Paolo D'Achille, Accademico della Crusca, risponde sul sito dell'Accademia, con un lungo articolo, che chiarisce molti aspetti di questa nuova tendenza ad usare asterischi e schwa, dicendo in sostanza che non è proprio il caso, gli usi linguistici non possono essere imposti dall'alto. Al di là di ogni speculazione politica, da qualunque parte venga, l'articolo è di olimpica chiarezza.
"Ma non dobbiamo cercare o pretendere di forzare la lingua – almeno nei suoi usi istituzionali, quelli propri dello standard che si insegna e si apprende a scuola – al servizio di un’ideologia, per quanto buona questa ci possa apparire. L’italiano ha due generi grammaticali, il maschile e il femminile, ma non il neutro, così come, nella categoria grammaticale del numero, distingue il singolare dal plurale, ma non ha il duale, presente in altre lingue, tra cui il greco antico. Dobbiamo serenamente prenderne atto, consci del fatto che sesso biologico e identità di genere sono cose diverse dal genere grammaticale.

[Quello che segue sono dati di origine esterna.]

//! The per-file import loop.
//!
//! Streams each file of a [`FileBatch`] into the target table, one at a
//! time and in batch order. A failing file never stops the loop: its
//! failure is captured as [`ImportStatus::Failed`] and the next file is
//! attempted, so a run imports as many files as it can and leaves failure
//! analysis to the report.

use std::path::Path;
use std::sync::Arc;

use tokio::time::Instant;
use traj_import_models::{FileBatch, ImportOutcome, ImportStatus, ImportTarget, RetryPolicy};
use traj_import_runner::{CommandOutput, CommandRunner};

use crate::progress::{ImportProgress, null_progress};
use crate::psql::PsqlClient;

/// Drives the import of one batch.
pub struct ImportLoop<'a> {
    runner: &'a dyn CommandRunner,
    client: PsqlClient<'a>,
    target: &'a ImportTarget,
    policy: &'a RetryPolicy,
    progress: Arc<dyn ImportProgress>,
}

impl<'a> ImportLoop<'a> {
    #[must_use]
    pub fn new(
        runner: &'a dyn CommandRunner,
        client: PsqlClient<'a>,
        target: &'a ImportTarget,
        policy: &'a RetryPolicy,
    ) -> Self {
        Self {
            runner,
            client,
            target,
            policy,
            progress: null_progress(),
        }
    }

    /// Reports per-file progress to `progress`.
    #[must_use]
    pub fn with_progress(mut self, progress: Arc<dyn ImportProgress>) -> Self {
        self.progress = progress;
        self
    }

    /// Imports every file of `batch`, returning one outcome per file in
    /// batch order.
    pub async fn run(&self, batch: &FileBatch) -> Vec<ImportOutcome> {
        let total = batch.len();
        self.progress.batch_started(total);

        let mut outcomes = Vec::with_capacity(total);
        let mut succeeded = 0usize;

        for (index, file) in batch.iter().enumerate() {
            let position = index + 1;
            let name = display_name(file);
            log::info!("  -> Importing file {position}/{total}: {name} ...");
            self.progress.file_started(position, &name);

            let outcome = self.import_file(file, position).await;

            match &outcome.status {
                ImportStatus::Succeeded => {
                    succeeded += 1;
                    log::info!(
                        "  -> Imported file {position}/{total}: {name} ... ok ({:.3}s)",
                        outcome.duration.as_secs_f64()
                    );
                }
                ImportStatus::Failed { error } => {
                    log::error!("  -> Import of file {position}/{total}: {name} ... FAILED");
                    log::error!("     error: {}", error.trim());
                }
            }

            self.progress.file_finished(&outcome);
            outcomes.push(outcome);
        }

        self.progress.batch_finished(succeeded, total);

        outcomes
    }

    /// Imports one file, retrying according to the policy. The recorded
    /// duration covers only the final attempt's transfer.
    async fn import_file(&self, file: &Path, position: usize) -> ImportOutcome {
        let command = self
            .client
            .copy_from_file(self.target, file)
            .timeout(self.policy.timeout());

        let mut attempts = 0u32;
        loop {
            attempts += 1;

            let start = Instant::now();
            let result = self.runner.execute(&command, true).await;
            let duration = start.elapsed();

            let status = match result {
                Ok(output) if output.success() => ImportStatus::Succeeded,
                Ok(output) => ImportStatus::Failed {
                    error: failure_detail(&output),
                },
                Err(e) => ImportStatus::Failed {
                    error: e.to_string(),
                },
            };

            if let ImportStatus::Failed { error } = &status {
                if attempts <= self.policy.max_retries {
                    let delay = self.policy.backoff(attempts);
                    log::warn!(
                        "     {} failed ({}), retry {attempts}/{} in {delay:?}...",
                        display_name(file),
                        error.trim(),
                        self.policy.max_retries,
                    );
                    tokio::time::sleep(delay).await;
                    continue;
                }
            }

            return ImportOutcome {
                file: file.to_path_buf(),
                position,
                duration,
                status,
                attempts,
            };
        }
    }
}

fn display_name(file: &Path) -> String {
    file.file_name().map_or_else(
        || file.display().to_string(),
        |name| name.to_string_lossy().into_owned(),
    )
}

fn failure_detail(output: &CommandOutput) -> String {
    let stderr = output.stderr.trim();
    if !stderr.is_empty() {
        return stderr.to_string();
    }
    output.exit_code.map_or_else(
        || "terminated by signal".to_string(),
        |code| format!("exited with status {code}"),
    )
}
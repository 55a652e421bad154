#![cfg_attr(feature = "fail-on-warnings", deny(warnings))]
#![warn(clippy::all, clippy::pedantic, clippy::nursery, clippy::cargo)]
#![allow(clippy::multiple_crate_versions, clippy::cargo_common_metadata)]

//! CLI entry point for the trajectory bulk import pipeline.
//!
//! Exit status is 0 when the run reaches the end (even if some files
//! failed to import) and 1 on any fatal condition.

use std::path::{Path, PathBuf};
use std::process::ExitCode;

use clap::{Parser, Subcommand};
use traj_import::config::{self, ConfigError};
use traj_import::models::{ImportConfig, RunReport};
use traj_import::pipeline::Pipeline;
use traj_import::{PipelineError, ProcessRunner, discovery, report};
use traj_import_cli_utils::IndicatifProgress;

#[derive(Parser)]
#[command(
    name = "traj_import",
    about = "Bulk import of pre-partitioned trajectory data files into PostGIS"
)]
struct Cli {
    /// TOML config file. Built-in defaults are used when omitted.
    #[arg(long, global = true)]
    config: Option<PathBuf>,

    /// Directory holding the data files
    #[arg(long, global = true)]
    data_dir: Option<PathBuf>,

    /// File name suffix of importable files (e.g. ".tbl")
    #[arg(long, global = true)]
    suffix: Option<String>,

    /// Staging table to clear and import into
    #[arg(long, global = true)]
    table: Option<String>,

    /// Container running the database
    #[arg(long, global = true, conflicts_with = "local")]
    container: Option<String>,

    /// Run `psql` locally instead of inside a container
    #[arg(long, global = true)]
    local: bool,

    /// Directory for the dated run log
    #[arg(long, global = true)]
    log_dir: Option<PathBuf>,

    /// Per-file import timeout in seconds (default: no timeout)
    #[arg(long, global = true)]
    timeout_secs: Option<u64>,

    /// Retries per failed file (default: 0)
    #[arg(long, global = true)]
    max_retries: Option<u32>,

    #[command(subcommand)]
    command: Option<Commands>,
}

#[derive(Subcommand)]
enum Commands {
    /// Run the full import pipeline (default)
    Run {
        /// Also write the run report as JSON to this path
        #[arg(long)]
        report_json: Option<PathBuf>,
    },
    /// List the data files that would be imported, in import order
    List,
}

/// Loads the config file (if any) and applies command-line overrides.
fn build_config(cli: &Cli) -> Result<ImportConfig, ConfigError> {
    let mut config = match &cli.config {
        Some(path) => config::load(path)?,
        None => ImportConfig::default(),
    };

    if let Some(dir) = &cli.data_dir {
        config.source.dir.clone_from(dir);
    }
    if let Some(suffix) = &cli.suffix {
        config.source.suffix.clone_from(suffix);
    }
    if let Some(table) = &cli.table {
        config.target.table.clone_from(table);
    }
    if cli.local {
        config.database.container = None;
    } else if let Some(container) = &cli.container {
        config.database.container = Some(container.clone());
    }
    if let Some(dir) = &cli.log_dir {
        config.logging.dir.clone_from(dir);
    }
    if cli.timeout_secs.is_some() {
        config.import.timeout_secs = cli.timeout_secs;
    }
    if let Some(retries) = cli.max_retries {
        config.import.max_retries = retries;
    }

    config::validate(&config)?;
    Ok(config)
}

fn list(config: &ImportConfig) -> ExitCode {
    match discovery::list(&config.source.dir, &config.source.suffix) {
        Ok(batch) => {
            for (index, file) in batch.iter().enumerate() {
                println!("{:>6}  {}", index + 1, file.display());
            }
            println!("{} file(s)", batch.len());
            ExitCode::SUCCESS
        }
        Err(e) => {
            eprintln!("{e}");
            ExitCode::FAILURE
        }
    }
}

async fn run(config: &ImportConfig, report_json: Option<&Path>) -> ExitCode {
    let (multi, log_path) = match traj_import_cli_utils::init_logger(&config.logging.dir) {
        Ok(logger) => logger,
        Err(e) => {
            eprintln!(
                "Failed to open run log in {}: {e}",
                config.logging.dir.display()
            );
            return ExitCode::FAILURE;
        }
    };
    log::info!("Run log: {}", log_path.display());

    let progress = IndicatifProgress::steps_bar(&multi, "Importing", 0);
    let runner = ProcessRunner;

    let result = Pipeline::new(config, &runner)
        .with_progress(progress)
        .run()
        .await;
    finish(result, report_json)
}

/// Maps the run result to the process exit status, writing the JSON report
/// for completed runs. A report that cannot be written only warns.
fn finish(result: Result<RunReport, PipelineError>, report_json: Option<&Path>) -> ExitCode {
    match result {
        Ok(run_report) => {
            if let Some(path) = report_json {
                if let Err(e) = report::write_json(&run_report, path) {
                    log::warn!("{e}");
                }
            }
            ExitCode::SUCCESS
        }
        Err(e) => {
            log::error!("Import aborted: {e}");
            ExitCode::FAILURE
        }
    }
}

#[tokio::main(flavor = "current_thread")]
async fn main() -> ExitCode {
    let cli = Cli::parse();

    let config = match build_config(&cli) {
        Ok(config) => config,
        Err(e) => {
            eprintln!("{e}");
            return ExitCode::FAILURE;
        }
    };

    match cli.command {
        Some(Commands::List) => list(&config),
        Some(Commands::Run { report_json }) => run(&config, report_json.as_deref()).await,
        None => run(&config, None).await,
    }
}

#[cfg(test)]
mod tests {
    use std::time::Duration;

    use traj_import::models::{VerificationResult, VerificationStatus};

    use super::*;

    #[test]
    fn defaults_without_flags() {
        let cli = Cli::try_parse_from(["traj_import"]).unwrap();
        assert!(cli.command.is_none());
        assert_eq!(build_config(&cli).unwrap(), ImportConfig::default());
    }

    #[test]
    fn flags_override_defaults() {
        let cli = Cli::try_parse_from([
            "traj_import",
            "run",
            "--data-dir",
            "/data/beijing_tbl_100k",
            "--table",
            "trips_wa",
            "--local",
            "--timeout-secs",
            "600",
            "--max-retries",
            "2",
            "--report-json",
            "report.json",
        ])
        .unwrap();

        let config = build_config(&cli).unwrap();
        assert_eq!(config.source.dir, Path::new("/data/beijing_tbl_100k"));
        assert_eq!(config.target.table, "trips_wa");
        assert_eq!(config.database.container, None);
        assert_eq!(config.import.timeout_secs, Some(600));
        assert_eq!(config.import.max_retries, 2);
        assert!(matches!(
            cli.command,
            Some(Commands::Run { report_json: Some(_) })
        ));
    }

    #[test]
    fn container_and_local_conflict() {
        assert!(Cli::try_parse_from(["traj_import", "--local", "--container", "pg"]).is_err());
    }

    fn completed_report() -> RunReport {
        RunReport {
            outcomes: Vec::new(),
            summary: report::summarize(&[], 100_000),
            verification: VerificationResult {
                relation: "performance".to_string(),
                expected_min: 0,
                observed: Some(0),
                status: VerificationStatus::Passed,
            },
            elapsed: Duration::from_secs(3),
        }
    }

    #[test]
    fn completed_run_exits_zero() {
        assert_eq!(finish(Ok(completed_report()), None), ExitCode::SUCCESS);
    }

    #[test]
    fn fatal_error_exits_one() {
        let err = PipelineError::Panicked("lost connection".to_string());
        assert_eq!(finish(Err(err), None), ExitCode::FAILURE);
    }

    #[test]
    fn completed_run_writes_json_report() {
        let tmp = std::env::temp_dir().join("traj_import_cli_report_test");
        let _ = std::fs::remove_dir_all(&tmp);
        std::fs::create_dir_all(&tmp).unwrap();
        let path = tmp.join("report.json");

        assert_eq!(
            finish(Ok(completed_report()), Some(&path)),
            ExitCode::SUCCESS
        );
        let json: serde_json::Value =
            serde_json::from_str(&std::fs::read_to_string(&path).unwrap()).unwrap();
        assert_eq!(json["verification"]["status"], "PASSED");

        let _ = std::fs::remove_dir_all(&tmp);
    }

    #[test]
    fn unwritable_json_report_still_exits_zero() {
        let path = Path::new("/nonexistent/traj_import/report.json");
        assert_eq!(
            finish(Ok(completed_report()), Some(path)),
            ExitCode::SUCCESS
        );
    }

    #[test]
    fn invalid_override_is_rejected() {
        let cli = Cli::try_parse_from(["traj_import", "--timeout-secs", "0"]).unwrap();
        assert!(matches!(
            build_config(&cli),
            Err(ConfigError::Invalid { .. })
        ));
    }
}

Forse, un uso consapevole del maschile plurale come genere grammaticale non marcato, e non come prevaricazione del maschile inteso come sesso biologico (come finora è stato interpretato, e non certo ingiustificatamente), potrebbe risolvere molti problemi, e non soltanto sul piano linguistico. Ma alle parole andrebbero poi accompagnati i fatti."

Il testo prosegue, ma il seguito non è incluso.